Part III examines two major objections to repeal of the media exception. The first is a constitutional argument that a campaign finance law without a media exception violates the First Amendment. I examine this issue both under current campaign finance jurisprudence and in a post-Buckley era where the Supreme Court has upheld the constitutionality of broader, equality-based campaign finance reform. The Supreme Court in Austin v. Michigan Chamber of Commerce upheld the permissibility of a media exception, and if the Court followed current doctrine it likely would hold that the exception is not only permissible, but required by the First Amendment. But if the Supreme Court rethinks its approach to campaign finance generally to allow promotion of political equality, an equality-promoting law lacking a media exception stands a fair chance of being upheld under the First Amendment. Part III also examines a second objection, that eliminating the media exception would do little to promote political equality because the law would not regulate the real source of media power: subtle bias in news coverage of political candidates. Though there is some merit to this objection, the evidence of systematic bias in news reporting in favor of or against Democratic or Republican candidates for federal office is weak, probably due to increased norms of professional objectivity internalized by journalists.

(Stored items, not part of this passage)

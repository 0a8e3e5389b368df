//! Relay Channels - Telegram relay for streaming chat completions.
//!
//! This crate provides:
//! - The Telegram channel adapter and its HTML sanitizer
//! - The bounded per-conversation history store
//! - The streaming delivery engine (throttled edits, final flush, recovery)
//! - The chat bridge dispatching commands and chat exchanges
//!
//! ## Architecture
//!
//! ```text
//! Telegram → listen → ChatBridge → StreamingEngine → CompletionProvider
//!                         ↓               ↓
//!                   HistoryStore     MessageSink (publish / update / delete)
//! ```

#![warn(clippy::all)]
#![allow(clippy::pedantic)]

pub mod bridge;
pub mod history;
pub mod message;
pub mod streaming;
pub mod telegram;
pub mod traits;

#[cfg(test)]
mod testing;

// Re-export commonly used types
pub use bridge::{parse_command, ChatBridge, Command, Handled, ParsedCommand};
pub use history::{ConversationGate, ConversationHistory, HistoryStore};
pub use message::{ChatKind, ConversationId, IncomingMessage, MessageHandle, RepliedMessage, ReplyTarget};
pub use streaming::{
    Exchange, ExchangeError, ExchangeOutcome, RequestContext, StreamingEngine, ERROR_PREFIX,
};
pub use telegram::TelegramChannel;
pub use traits::{Channel, ChannelError, ChannelResult, Degradation, Delivery, MessageSink};
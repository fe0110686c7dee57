//! Configuration document loading and validation.
//!
//! ```json
//! {
//!   "thresholds": { "salute_distance": 0.15 },
//!   "memes": [
//!     {
//!       "name": "peace_out",
//!       "triggers": { "gesture": "peace_sign" },
//!       "image": "peace_sign.png",
//!       "sound": "peace.wav",
//!       "position": "top-right",
//!       "scale": 0.3,
//!       "opacity": 0.9,
//!       "loop": false
//!     }
//!   ]
//! }
//! ```
//!
//! Loading never fails.  An unreadable document yields an empty catalog;
//! a bad entry is dropped and the rest are kept, in order.

use std::collections::HashSet;
use std::path::{Path, PathBuf};
use std::sync::Arc;

use gesture_features::Thresholds;
use serde::Deserialize;
use serde_json::Value;
use tracing::{info, warn};

use crate::definition::{
    Anchor, AssetRef, MemeDefinition, RenderHints, DEFAULT_OPACITY, DEFAULT_SCALE,
};
use crate::error::{ConfigError, ValidationError};
use crate::trigger::TriggerRule;

// ════════════════════════════════════════════════════════════════════════════
// Asset directories
// ════════════════════════════════════════════════════════════════════════════

/// Directories image and sound filenames are resolved against.
#[derive(Clone, Debug, PartialEq, Eq)]
pub struct AssetDirs {
    pub images: PathBuf,
    pub sounds: PathBuf,
}

impl AssetDirs {
    /// `<root>/memes` for images, `<root>/sounds` for sounds.
    pub fn under(root: impl AsRef<Path>) -> Self {
        let root = root.as_ref();
        AssetDirs {
            images: root.join("memes"),
            sounds: root.join("sounds"),
        }
    }
}

impl Default for AssetDirs {
    fn default() -> Self { AssetDirs::under("assets") }
}

// ════════════════════════════════════════════════════════════════════════════
// LoadReport
// ════════════════════════════════════════════════════════════════════════════

/// Result of loading one configuration document.
#[derive(Debug, Default)]
pub struct LoadReport {
    /// Accepted definitions, in document order.
    pub definitions: Vec<Arc<MemeDefinition>>,
    /// Entries that were dropped, with the reason.
    pub rejected:    Vec<ValidationError>,
    /// Extractor thresholds from the document, or the defaults.
    pub thresholds:  Thresholds,
}

// ════════════════════════════════════════════════════════════════════════════
// Loading
// ════════════════════════════════════════════════════════════════════════════

/// Load and validate the document at `path`.  Any document-level failure is
/// logged and produces an empty report.
pub fn load(path: &Path, assets: &AssetDirs) -> LoadReport {
    match read_document(path).and_then(|doc| parse_document(&doc, assets)) {
        Ok(report) => {
            info!(
                path     = %path.display(),
                loaded   = report.definitions.len(),
                rejected = report.rejected.len(),
                "meme definitions loaded",
            );
            report
        }
        Err(e) => {
            warn!(error = %e, "using empty meme list");
            LoadReport::default()
        }
    }
}

/// Read and parse the raw JSON document.
pub fn read_document(path: &Path) -> Result<Value, ConfigError> {
    let text = std::fs::read_to_string(path).map_err(|source| {
        if source.kind() == std::io::ErrorKind::NotFound {
            ConfigError::NotFound(path.to_path_buf())
        } else {
            ConfigError::Read { path: path.to_path_buf(), source }
        }
    })?;
    serde_json::from_str(&text).map_err(|source| ConfigError::Parse {
        path: path.to_path_buf(),
        source,
    })
}

/// Validate a parsed document.  Fails only when there is no `memes` list.
pub fn parse_document(doc: &Value, assets: &AssetDirs) -> Result<LoadReport, ConfigError> {
    let entries = doc.get("memes").and_then(Value::as_array).ok_or(ConfigError::Shape)?;

    let mut report = LoadReport {
        thresholds: parse_thresholds(doc.get("thresholds")),
        ..LoadReport::default()
    };
    let mut seen: HashSet<String> = HashSet::new();

    for (index, raw) in entries.iter().enumerate() {
        let parsed = parse_entry(index, raw, assets).and_then(|def| {
            if seen.insert(def.name.clone()) {
                Ok(def)
            } else {
                Err(ValidationError::DuplicateName { name: def.name })
            }
        });
        match parsed {
            Ok(def) => report.definitions.push(Arc::new(def)),
            Err(e)  => {
                warn!(error = %e, "skipping meme definition");
                report.rejected.push(e);
            }
        }
    }
    Ok(report)
}

fn parse_thresholds(raw: Option<&Value>) -> Thresholds {
    let Some(raw) = raw else { return Thresholds::default() };
    Thresholds::deserialize(raw).unwrap_or_else(|e| {
        warn!(error = %e, "ignoring malformed thresholds, using defaults");
        Thresholds::default()
    })
}

// ════════════════════════════════════════════════════════════════════════════
// Entries
// ════════════════════════════════════════════════════════════════════════════

#[derive(Debug, Deserialize)]
struct RawEntry {
    name:     Option<String>,
    triggers: Option<Value>,
    image:    Option<String>,
    sound:    Option<String>,
    position: Option<String>,
    scale:    Option<f32>,
    opacity:  Option<f32>,
    #[serde(rename = "loop", default)]
    looping:  bool,
}

/// Validate one entry of the `memes` list.
pub fn parse_entry(
    index:  usize,
    raw:    &Value,
    assets: &AssetDirs,
) -> Result<MemeDefinition, ValidationError> {
    let entry = RawEntry::deserialize(raw).map_err(|e| ValidationError::MalformedEntry {
        index,
        reason: e.to_string(),
    })?;

    let name = match entry.name {
        Some(n) if !n.trim().is_empty() => n,
        _ => return Err(ValidationError::MissingName { index }),
    };
    let raw_trigger = entry.triggers
        .ok_or_else(|| ValidationError::MissingTrigger { name: name.clone() })?;
    let trigger = TriggerRule::parse(&name, &raw_trigger)?;

    let hints = RenderHints {
        anchor:  parse_anchor(&name, entry.position.as_deref()),
        scale:   parse_scale(&name, entry.scale),
        opacity: parse_opacity(&name, entry.opacity),
    };

    Ok(MemeDefinition {
        image:      entry.image.map(|f| resolve(&assets.images, f)),
        sound:      entry.sound.map(|f| resolve(&assets.sounds, f)),
        loop_sound: entry.looping,
        name,
        trigger,
        hints,
    })
}

fn resolve(dir: &Path, file: String) -> AssetRef {
    AssetRef { path: dir.join(&file), file }
}

fn parse_anchor(name: &str, position: Option<&str>) -> Anchor {
    match position {
        None => Anchor::default(),
        Some(p) => Anchor::parse(p).unwrap_or_else(|| {
            warn!(meme = name, position = p, "unknown position, using center");
            Anchor::Center
        }),
    }
}

fn parse_scale(name: &str, scale: Option<f32>) -> f32 {
    match scale {
        None => DEFAULT_SCALE,
        Some(s) if s > 0.0 && s <= 1.0 => s,
        Some(s) if s > 1.0 => {
            warn!(meme = name, scale = s, "scale above 1, clamping");
            1.0
        }
        Some(s) => {
            warn!(meme = name, scale = s, "scale must be positive, using default");
            DEFAULT_SCALE
        }
    }
}

fn parse_opacity(name: &str, opacity: Option<f32>) -> f32 {
    match opacity {
        None => DEFAULT_OPACITY,
        Some(o) if (0.0..=1.0).contains(&o) => o,
        Some(o) => {
            warn!(meme = name, opacity = o, "opacity outside 0–1, clamping");
            if o.is_nan() { DEFAULT_OPACITY } else { o.clamp(0.0, 1.0) }
        }
    }
}

// ════════════════════════════════════════════════════════════════════════════
// Tests
// ════════════════════════════════════════════════════════════════════════════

Finally, Part IV briefly argues against repeal of the current media exception for corporate media. Though narrowing the media exception to non-corporate media companies may be constitutional, I argue against enactment of such a law given the already strong inequalities in our campaign finance system and the costs associated with its repeal. I conclude that the media exception should be eliminated only as part of a comprehensive campaign finance reform plan aimed at promoting political equality.